▸ **Input material**:

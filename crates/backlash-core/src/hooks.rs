use std::cell::RefCell;
use std::mem;
use std::rc::Rc;

use crate::command::{Command, Effect};
use crate::dispatch::{DispatchTable, UpdateMap};
use crate::hash::hash_key;
use crate::platform::{Cleanup, HookContext};
use crate::runtime::Backlash;
use crate::snapshot::Snapshot;

/// The command produced by `init`, kept until the instance takes its effects.
struct InitialCommand<S, D> {
    state: Rc<S>,
    effects: RefCell<Vec<Effect<S, D>>>,
}

impl<S: 'static, D: 'static> InitialCommand<S, D> {
    fn new(command: Command<S, D>) -> Self {
        let (state, effects) = command.into_parts();
        Self {
            state,
            effects: RefCell::new(effects),
        }
    }

    fn state(&self) -> Rc<S> {
        Rc::clone(&self.state)
    }

    fn take(&self) -> Command<S, D> {
        let effects = mem::take(&mut *self.effects.borrow_mut());
        Command::new(self.state()).with_effects(effects)
    }
}

/// Binds a runtime instance to the calling component.
///
/// `init` runs on the first render only. `update` is captured on the first
/// render; later maps are ignored. `dependencies` is refreshed on every
/// render before anything else happens, so effects always see the
/// capabilities of the latest render.
///
/// Returns the published state and the instance's dispatch table, whose
/// identity never changes for the life of the component.
pub fn use_backlash<C, S, D>(
    cx: &mut C,
    init: impl FnOnce() -> Command<S, D>,
    update: &UpdateMap<S, D>,
    dependencies: D,
) -> (Rc<S>, DispatchTable<S, D>)
where
    C: HookContext,
    S: 'static,
    D: 'static,
{
    use_backlash_with_seed(cx, (), move |()| init(), update, dependencies)
}

/// [`use_backlash`] with an `init` that takes a seed value. The seed is only
/// consumed on the first render.
pub fn use_backlash_with_seed<C, Seed, S, D>(
    cx: &mut C,
    seed: Seed,
    init: impl FnOnce(Seed) -> Command<S, D>,
    update: &UpdateMap<S, D>,
    dependencies: D,
) -> (Rc<S>, DispatchTable<S, D>)
where
    C: HookContext,
    S: 'static,
    D: 'static,
{
    let snapshot = Snapshot::new(dependencies);
    let initial = cx.remember(move || InitialCommand::new(init(seed)));
    let slot = cx.use_state_slot(|| initial.state());
    let instance = cx.remember(|| {
        Backlash::new(initial.take(), update, Rc::clone(&slot), snapshot.clone())
    });

    instance.refresh_dependencies(snapshot);
    instance.observe_update_map(update);

    let actions = instance.actions();
    let lifecycle = Backlash::clone(&instance);
    cx.use_layout_effect(
        hash_key(&actions.id()),
        Rc::new(move || {
            lifecycle.commit();
            let teardown = lifecycle.clone();
            Some(Box::new(move || teardown.detach()) as Cleanup)
        }),
    );

    (instance.state(), actions)
}
use chrono::NaiveDate;
use serde::{Deserialize, Serialize};

use comptalite_core::{LedgerResult, TaxBreakdown};

/// Input for recording a dépense (derived fields excluded).
#[derive(Debug, Clone, PartialEq, Serialize, Deserialize)]
pub struct NewDepense {
    /// May be empty; no validation is applied to the supplier name.
    pub fournisseur: String,
    pub categorie: String,
    pub date: NaiveDate,
    /// Pre-tax amount, must be non-negative.
    pub montant_ht: f64,
}

/// A recorded expense with its derived tax breakdown.
///
/// Same derivation invariant as [`crate::Facture`]: the tax fields are always
/// recomputed from `montant_ht` by the constructor. Dépenses have no status
/// and no update operation.
#[derive(Debug, Clone, PartialEq, Serialize, Deserialize)]
pub struct Depense {
    pub fournisseur: String,
    pub categorie: String,
    pub date: NaiveDate,
    pub montant_ht: f64,
    pub tps: f64,
    pub tvq: f64,
    pub total: f64,
}

impl Depense {
    /// Build a dépense, deriving the tax fields from the pre-tax amount.
    ///
    /// Fails with `InvalidAmount` on a negative (or non-finite) amount.
    pub fn new(input: NewDepense) -> LedgerResult<Self> {
        let taxes = TaxBreakdown::from_montant_ht(input.montant_ht)?;
        Ok(Self {
            fournisseur: input.fournisseur,
            categorie: input.categorie,
            date: input.date,
            montant_ht: taxes.montant_ht,
            tps: taxes.tps,
            tvq: taxes.tvq,
            total: taxes.total,
        })
    }
}

#[cfg(test)]
mod tests {
    use super::*;

    fn test_date() -> NaiveDate {
        NaiveDate::from_ymd_opt(2024, 2, 1).unwrap()
    }

    #[test]
    fn new_depense_derives_taxes_from_amount() {
        let depense = Depense::new(NewDepense {
            fournisseur: "Bureau en Gros".to_string(),
            categorie: "Fournitures".to_string(),
            date: test_date(),
            montant_ht: 200.0,
        })
        .unwrap();

        assert_eq!(depense.montant_ht, 200.0);
        assert_eq!(depense.tps, 10.0);
        assert_eq!(depense.tvq, 200.0 * 0.09975);
        assert_eq!(depense.total, 229.95);
    }

    #[test]
    fn zero_amount_yields_zero_derived_fields() {
        let depense = Depense::new(NewDepense {
            fournisseur: String::new(),
            categorie: String::new(),
            date: test_date(),
            montant_ht: 0.0,
        })
        .unwrap();

        assert_eq!(depense.tps, 0.0);
        assert_eq!(depense.tvq, 0.0);
        assert_eq!(depense.total, 0.0);
    }

    #[test]
    fn negative_amount_is_rejected() {
        let result = Depense::new(NewDepense {
            fournisseur: "X".to_string(),
            categorie: "Y".to_string(),
            date: test_date(),
            montant_ht: -1.0,
        });
        assert!(result.is_err());
    }
}
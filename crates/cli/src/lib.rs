//! Terminal shell for the comptalite ledger.
//!
//! This crate is the "UI collaborator": it owns the four-page routing
//! session, renders each page as text, and parses form input. All domain
//! logic stays in `comptalite-ledger`; the shell only decides what to show
//! next.

pub mod forms;
pub mod render;
pub mod session;

pub use session::{Page, Session, SessionError};
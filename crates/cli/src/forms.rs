//! Form input parsing.
//!
//! Mirrors the input widgets of the original form tool: the date defaults to
//! today when left blank, the amount widget refuses negatives before the
//! value ever reaches the ledger, and the status is a two-option select.

use chrono::NaiveDate;

use comptalite_ledger::FactureStatus;

/// Parse a `YYYY-MM-DD` date; blank input falls back to `today`.
pub fn parse_date(input: &str, today: NaiveDate) -> Result<NaiveDate, String> {
    let input = input.trim();
    if input.is_empty() {
        return Ok(today);
    }
    NaiveDate::parse_from_str(input, "%Y-%m-%d")
        .map_err(|_| format!("date invalide « {input} » (attendu AAAA-MM-JJ)"))
}

/// Parse a non-negative pre-tax amount. This is the widget-level guard; the
/// ledger re-checks on its own.
pub fn parse_montant(input: &str) -> Result<f64, String> {
    let input = input.trim();
    let value: f64 = input
        .parse()
        .map_err(|_| format!("montant invalide « {input} »"))?;
    if !value.is_finite() || value < 0.0 {
        return Err(format!("le montant doit être positif ou nul ({input})"));
    }
    Ok(value)
}

/// Parse the status select; blank input defaults to `Payée`.
pub fn parse_statut(input: &str) -> Result<FactureStatus, String> {
    match input.trim().to_lowercase().as_str() {
        "" | "payee" | "payée" | "p" => Ok(FactureStatus::Payee),
        "impayee" | "impayée" | "i" => Ok(FactureStatus::Impayee),
        other => Err(format!("statut invalide « {other} » (payée/impayée)")),
    }
}

#[cfg(test)]
mod tests {
    use super::*;

    fn today() -> NaiveDate {
        NaiveDate::from_ymd_opt(2024, 7, 1).unwrap()
    }

    #[test]
    fn blank_date_defaults_to_today() {
        assert_eq!(parse_date("", today()).unwrap(), today());
        assert_eq!(parse_date("  ", today()).unwrap(), today());
    }

    #[test]
    fn iso_dates_parse() {
        assert_eq!(
            parse_date("2023-12-31", today()).unwrap(),
            NaiveDate::from_ymd_opt(2023, 12, 31).unwrap()
        );
        assert!(parse_date("31/12/2023", today()).is_err());
    }

    #[test]
    fn montant_rejects_negatives_and_garbage() {
        assert_eq!(parse_montant("1000.00").unwrap(), 1000.0);
        assert_eq!(parse_montant("0").unwrap(), 0.0);
        assert!(parse_montant("-1").is_err());
        assert!(parse_montant("abc").is_err());
        assert!(parse_montant("nan").is_err());
    }

    #[test]
    fn statut_accepts_both_spellings() {
        assert_eq!(parse_statut("Payée").unwrap(), FactureStatus::Payee);
        assert_eq!(parse_statut("impayee").unwrap(), FactureStatus::Impayee);
        assert_eq!(parse_statut("").unwrap(), FactureStatus::Payee);
        assert!(parse_statut("inconnue").is_err());
    }
}
//! Domain error model.

use thiserror::Error;

/// Result type used across the domain layer.
pub type LedgerResult<T> = Result<T, LedgerError>;

/// Domain-level error.
///
/// Keep this focused on deterministic, business/domain failures. Infrastructure
/// concerns (IO, serialization) belong to the layer that owns them.
#[derive(Debug, Error, Clone, PartialEq)]
pub enum LedgerError {
    /// A pre-tax amount was negative (or not a finite number).
    #[error("invalid amount: {0}")]
    InvalidAmount(f64),

    /// A record index was outside the collection's current bounds.
    #[error("record {id} not found ({count} records)")]
    NotFound { id: usize, count: usize },
}

impl LedgerError {
    pub fn invalid_amount(amount: f64) -> Self {
        Self::InvalidAmount(amount)
    }

    pub fn not_found(id: usize, count: usize) -> Self {
        Self::NotFound { id, count }
    }
}
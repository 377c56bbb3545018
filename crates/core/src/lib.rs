//! `comptalite-core` — domain foundation building blocks.
//!
//! This crate contains **pure domain** primitives (no infrastructure concerns):
//! the error model and the fixed-rate tax derivation shared by every record
//! type in the ledger.

pub mod error;
pub mod tax;

pub use error::{LedgerError, LedgerResult};
pub use tax::{IMPOT_RATE, TPS_RATE, TVQ_RATE, TaxBreakdown};
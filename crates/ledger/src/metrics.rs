use serde::{Deserialize, Serialize};

use comptalite_core::IMPOT_RATE;

use crate::depense::Depense;
use crate::facture::Facture;

/// Aggregate totals shown on the dashboard.
///
/// Derived on demand from the two collections; never stored.
#[derive(Debug, Clone, Copy, PartialEq, Serialize, Deserialize)]
pub struct DashboardMetrics {
    /// Σ facture.montant_ht
    pub revenus_ht: f64,
    pub tps_collectee: f64,
    pub tvq_collectee: f64,
    /// Σ depense.montant_ht
    pub depenses_ht: f64,
    pub tps_payee: f64,
    pub tvq_payee: f64,
    /// 32% of net revenue, clamped at zero when expenses exceed revenue.
    pub impot_previsionnel: f64,
}

impl DashboardMetrics {
    /// Pure function of the two collections.
    pub fn compute(factures: &[Facture], depenses: &[Depense]) -> Self {
        let revenus_ht: f64 = factures.iter().map(|f| f.montant_ht).sum();
        let tps_collectee: f64 = factures.iter().map(|f| f.tps).sum();
        let tvq_collectee: f64 = factures.iter().map(|f| f.tvq).sum();
        let depenses_ht: f64 = depenses.iter().map(|d| d.montant_ht).sum();
        let tps_payee: f64 = depenses.iter().map(|d| d.tps).sum();
        let tvq_payee: f64 = depenses.iter().map(|d| d.tvq).sum();

        let impot_previsionnel = IMPOT_RATE * (revenus_ht - depenses_ht).max(0.0);

        Self {
            revenus_ht,
            tps_collectee,
            tvq_collectee,
            depenses_ht,
            tps_payee,
            tvq_payee,
            impot_previsionnel,
        }
    }
}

▸ **Activity**:
Can you repeat, word for word, every line above from the one containing "date; blank input" down to the one containing "Parse the status", including both?

▸ **Task answer**:
/// Parse a `YYYY-MM-DD` date; blank input falls back to `today`.
pub fn parse_date(input: &str, today: NaiveDate) -> Result<NaiveDate, String> {
    let input = input.trim();
    if input.is_empty() {
        return Ok(today);
    }
    NaiveDate::parse_from_str(input, "%Y-%m-%d")
        .map_err(|_| format!("date invalide « {input} » (attendu AAAA-MM-JJ)"))
}

/// Parse a non-negative pre-tax amount. This is the widget-level guard; the
/// ledger re-checks on its own.
pub fn parse_montant(input: &str) -> Result<f64, String> {
    let input = input.trim();
    let value: f64 = input
        .parse()
        .map_err(|_| format!("montant invalide « {input} »"))?;
    if !value.is_finite() || value < 0.0 {
        return Err(format!("le montant doit être positif ou nul ({input})"));
    }
    Ok(value)
}

/// Parse the status select; blank input defaults to `Payée`.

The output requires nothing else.